____ DATA SUPPLIED
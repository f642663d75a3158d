//! Background task handling for the worker pool

use crate::entry::{storage_key, CacheEntry};
use crate::errors::{Error, Result};
use crate::workers::{BackgroundTask, TaskHandler, TaskKind, WorkerPool};
use async_trait::async_trait;
use std::sync::Weak;

use super::operations::get::Loaded;
use super::types::{Cache, CacheInner, CallContext};

/// Runs pool tasks against a cache it does not keep alive
pub(crate) struct CacheTaskHandler {
    pub inner: Weak<CacheInner>,
}

#[async_trait]
impl TaskHandler for CacheTaskHandler {
    async fn handle(&self, task: &BackgroundTask) -> Result<u64> {
        let inner = self
            .inner
            .upgrade()
            .ok_or_else(|| Error::worker_pool("cache has been dropped"))?;

        // Task keys are caller keys; an empty list means every entry
        let keys = if task.keys.is_empty() {
            None
        } else {
            Some(task.keys.iter().map(|key| storage_key(key)).collect())
        };
        let ctx = CallContext::default();

        match task.kind {
            TaskKind::Cleanup => inner
                .sweep(keys, &ctx)
                .await
                .map(|outcome| outcome.items_evicted),
            TaskKind::Validation => inner.validate_entries(keys, &ctx).await,
            TaskKind::Compression => inner.compress_entries(keys, &ctx).await,
        }
    }
}

impl CacheInner {
    async fn resolve_keys(&self, keys: Option<Vec<String>>, ctx: &CallContext) -> Result<Vec<String>> {
        match keys {
            Some(keys) => Ok(keys),
            None => {
                let backend = &self.backend;
                self.guarded(ctx, || backend.list()).await
            }
        }
    }

    /// Re-verify stored entries, deleting those that fail. Returns the
    /// number of entries checked.
    pub(crate) async fn validate_entries(
        &self,
        keys: Option<Vec<String>>,
        ctx: &CallContext,
    ) -> Result<u64> {
        let mut checked = 0;
        let mut removed = 0;

        for key in self.resolve_keys(keys, ctx).await? {
            let _lock = self.key_locks.lock(&key).await;
            let Some(raw) = self.read_raw(&key, ctx).await? else {
                continue;
            };
            checked += 1;

            let Loaded::Corrupt(defect) = self.inspect(&key, &raw, ctx).await? else {
                continue;
            };
            let backend = &self.backend;
            if self.guarded(ctx, || backend.remove_if(&key, &raw)).await? {
                self.record_defect(&key, &defect);
                self.memory.remove(&key);
                removed += 1;
            }
        }

        if removed > 0 {
            tracing::warn!(cache = %self.name, checked, removed, "Validation removed corrupt entries");
        } else {
            tracing::debug!(cache = %self.name, checked, "Validation found no corrupt entries");
        }
        Ok(checked)
    }

    /// Compress stored entries that were written uncompressed. Returns the
    /// number of entries rewritten.
    ///
    /// A rewrite only replaces the exact bytes that were read, so a write
    /// that lands meanwhile is never overwritten.
    pub(crate) async fn compress_entries(
        &self,
        keys: Option<Vec<String>>,
        ctx: &CallContext,
    ) -> Result<u64> {
        if self.compressor.is_none() {
            return Ok(0);
        }

        let mut rewritten = 0;
        for key in self.resolve_keys(keys, ctx).await? {
            let _lock = self.key_locks.lock(&key).await;
            let Some(raw) = self.read_raw(&key, ctx).await? else {
                continue;
            };
            let Ok(mut entry) = CacheEntry::decode(&key, &raw) else {
                continue;
            };
            if entry.compressed {
                continue;
            }

            let Some((algorithm, compressed)) =
                self.compress_payload(&entry.key, &entry.data, ctx).await?
            else {
                continue;
            };
            entry.size = compressed.len() as u64;
            entry.data = compressed;
            entry.compressed = true;
            entry.compression = Some(algorithm);

            let encoded = entry.encode()?;
            let backend = &self.backend;
            if self
                .guarded(ctx, || backend.replace_if(&key, &raw, encoded))
                .await?
            {
                rewritten += 1;
            } else {
                tracing::debug!(key = %key, "Entry changed while compressing, skipped rewrite");
            }
        }

        tracing::debug!(cache = %self.name, rewritten, "Background compression finished");
        Ok(rewritten)
    }
}

impl Cache {
    /// The background worker pool, when enabled
    pub fn worker_pool(&self) -> Option<WorkerPool> {
        self.inner.workers.read().clone()
    }

    /// Queue background work over caller keys; an empty list covers every
    /// entry. Fails when background workers are disabled or the queue is full.
    pub fn submit_background(&self, kind: TaskKind, keys: Vec<String>) -> Result<u64> {
        match self.worker_pool() {
            Some(pool) => pool.submit(kind, keys),
            None => Err(Error::worker_pool("background workers are not enabled")),
        }
    }
}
________
▸ THE PROBLEM:
Each line of the entries above that includes the string "were" should be copied out.

▸ RESULT:
    /// Compress stored entries that were written uncompressed. Returns the
    /// A rewrite only replaces the exact bytes that were read, so a write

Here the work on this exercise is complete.